November 28, 2016

The Seven Worst Features Of Paul Ryan’s Tax Plan

  1. Gives huge tax breaks to the rich and corporations, loses $3.1 trillion over 10 years,[1] and if paid for will require deep cuts to domestic services. Nearly half (47%) of the tax cuts will go to the top 0.1% of households. Their average annual tax cut will be about $1.3 million. 99% of the tax breaks go to the top 1% of households when fully phased in; they will get an average tax cut of nearly $213,000 a year. The bottom 20% will get a tax cut of just $50.[2] Ryan’s plan will increase the deficit by $3.6 trillion,[3] unless massive cuts are made to benefits and services that working Americans depend on.
  1. Slashes corporate tax rates by more than 40%—from 35% to 20%—losing $1.8 trillion over 10 years.[4] To make up for some of that lost revenue, Ryan’s plan effectively imposes a 20% sales tax on all imported goods. These costs are expected to be passed along to consumers as much higher prices.[5] Corporations are already dodging their fair share of taxes at a time of record profits. Only $1 out of $9 of federal revenue now comes from corporate taxes; it was $1 out of $3 just 65 years ago.[6]
  1. Gives multinational corporations with profits stashed offshore a tax cut of about $600 billion. Big American corporations hold $2.6 trillion in earnings offshore on which they owe about $750 billion in U.S. taxes.[7] Ryan would cut the tax rate on those offshore profits from 35% to just 8.75% on cash and only 3.5% on other assets, raising less than $140 billion.[8] This would give tax-dodging multinational corporations an undeserved tax break of more $600 billion.
  1. Reduces the top tax rate on the wealthy from about 40% to 33%. Ryan’s overall plan to consolidate and lower tax brackets would cost $1.5 trillion over 10 years, mostly benefitting the rich.[9] Wealthy households should be paying more in taxes, not less, since they capture a disproportionate amount of the nation’s income. Between 2009-2015, the top 1% of households received over half of all real income growth, more than the other 99% of Americans combined.[10]
  1. Slashes in half the effective tax rate on capital income, which is mostly received by the wealthy, losing nearly $500 billion.[11] By allowing taxpayers to exclude from their calculations one-half of their earnings from capital gains, dividends and interest, Ryan effectively drops the top rate on such passive income to 16.5%. This reduces the tax rate by almost one-third on capital gains and dividends (from 23.8%), and by one-half on interest.[12] These are sources of income highly concentrated among the wealthy: a third of all dividends go to the top 0.1% of households, and over half to the top 1%. Capital gains are even more dominated by the rich: half go to the top 0.1%, over three-quarters to the top 1%.[13]
  1. Slashes the top tax rate on hedge funds and other “pass-through” businesses from nearly 40% to 25%, losing $413 billion.[14] Many Wall Street firms, law practices and other big-money outfits organize as partnerships or other business entities, allowing them to pay business taxes at individual rates. Ryan cuts the top tax rate on these “pass-through entity” owners from about 40% to 25%.[15]
  1. Eliminates estate and gift taxes to boost the inheritances of millionaires and billionaires, losing $187 billion.[16] The federal estate tax only affects estates worth more than $5.5 million, or just one in 500 estates.[17] It is a small curb on the accumulation of dynastic wealth and a key tool in reducing economic inequality.

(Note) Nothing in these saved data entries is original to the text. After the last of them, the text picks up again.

pub(super) const ADMIN_ROLE: &str = "admin";

/// Admin account as stored in `admins.json`.
#[derive(Clone, Debug, serde::Serialize, serde::Deserialize)]
pub(super) struct AdminRecord {
    pub(super) id: String,
    pub(super) email: String,
    pub(super) name: String,
    pub(super) role: String,
    pub(super) password_hash: String,
    pub(super) created_at: String,

    #[serde(default)]
    pub(super) created_by: Option<String>,

    #[serde(default)]
    pub(super) updated_at: Option<String>,

    #[serde(default)]
    pub(super) last_login: Option<String>,
}

/// Admin as returned over the wire; never carries the password hash.
#[derive(Clone, Debug, serde::Serialize)]
#[serde(rename_all = "camelCase")]
pub(super) struct AdminView {
    pub(super) id: String,
    pub(super) email: String,
    pub(super) name: String,
    pub(super) role: String,
    pub(super) created_at: String,

    #[serde(skip_serializing_if = "Option::is_none")]
    pub(super) created_by: Option<String>,

    #[serde(skip_serializing_if = "Option::is_none")]
    pub(super) last_login: Option<String>,
}

impl From<&AdminRecord> for AdminView {
    fn from(a: &AdminRecord) -> Self {
        Self {
            id: a.id.clone(),
            email: a.email.clone(),
            name: a.name.clone(),
            role: a.role.clone(),
            created_at: a.created_at.clone(),
            created_by: a.created_by.clone(),
            last_login: a.last_login.clone(),
        }
    }
}

#[derive(Debug, serde::Deserialize)]
pub(super) struct LoginRequest {
    #[serde(default)]
    pub(super) email: String,
    #[serde(default)]
    pub(super) password: String,
}

#[derive(Debug, serde::Serialize)]
#[serde(rename_all = "camelCase")]
pub(super) struct LoginResponse {
    pub(super) success: bool,
    pub(super) message: &'static str,
    pub(super) access_token: String,
    pub(super) refresh_token: String,
    pub(super) user: AdminView,
}

#[derive(Debug, serde::Deserialize)]
#[serde(rename_all = "camelCase")]
pub(super) struct RefreshRequest {
    #[serde(default)]
    pub(super) refresh_token: Option<String>,
}

#[derive(Debug, serde::Serialize)]
#[serde(rename_all = "camelCase")]
pub(super) struct RefreshResponse {
    pub(super) success: bool,
    pub(super) access_token: String,

    #[serde(skip_serializing_if = "Option::is_none")]
    pub(super) refresh_token: Option<String>,
}

#[derive(Debug, serde::Deserialize)]
#[serde(rename_all = "camelCase")]
pub(super) struct ChangePasswordRequest {
    #[serde(default)]
    pub(super) current_password: String,
    #[serde(default)]
    pub(super) new_password: String,
}

#[derive(Debug, serde::Deserialize)]
pub(super) struct CreateAdminRequest {
    #[serde(default)]
    pub(super) email: String,
    #[serde(default)]
    pub(super) password: String,
    #[serde(default)]
    pub(super) name: String,
    #[serde(default)]
    pub(super) role: Option<String>,
}

#[derive(Debug, serde::Serialize)]
pub(super) struct UsersResponse {
    pub(super) success: bool,
    pub(super) users: Vec<AdminView>,
}

#[derive(Debug, serde::Serialize)]
pub(super) struct AdminCreatedResponse {
    pub(super) success: bool,
    pub(super) message: &'static str,
    pub(super) user: AdminView,
}

#[derive(Debug, serde::Deserialize)]
pub(super) struct SetupRequest {
    #[serde(default)]
    pub(super) email: String,
    #[serde(default)]
    pub(super) password: String,
    #[serde(default)]
    pub(super) name: String,
}

/// A refresh token retired by rotation, kept until it would have expired anyway.
#[derive(Clone, Debug, serde::Serialize, serde::Deserialize)]
pub(super) struct RevokedRefresh {
    pub(super) fingerprint: String,
    pub(super) expires_at: i64,
}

[1] Tax Policy Center (TPC), “An Analysis of the House GOP Tax Plan” (Sept. 16, 2016), p. 1.

[2] TPC, p. 12.

[3] TPC, p. 10. See “Estimates after macro feedback from TPC Keynesian model.”

[4] TPC, p. 9.

[5] Politico, “Retailers fear massive tax increases under House Republican tax plan” (Nov. 23, 2016).

[6] Office of Management and Budget (OMB), Historical Tables, “Table 2.2: Percentage Composition of Receipts by Source.”

[7] Institute on Taxation and Economic Policy, “Fortune 500 Companies Hold a Record $2.6 Trillion Offshore” (March 28, 2017).

[8] TPC, p. 9. See “Deemed repatriation of pre-2017 profits …”

[9] Ibid.

[10] Washington Center for Equitable Growth, “U.S. Top One Percent of Income Earners Hit New High in 2015 Amid Strong Economic Growth” (July 1, 2016).

[11] TPC, p. 9.

[12] TPC, p. 4.

[13] TPC, “T16-0195 – Distribution of Long-Term Capital Gains and Qualified Dividends by Expanded Cash Income Percentile, 2016” (Sept. 7, 2016).

[14] TPC, p. 9. See “Top rate of 25 percent on active business income.”

[15] TPC, p. 5.

[16] TPC, p. 9.

[17] Center on Budget and Policy Priorities, “Ten Facts You Should Know About the Federal Estate Tax” (Sept. 8, 2016).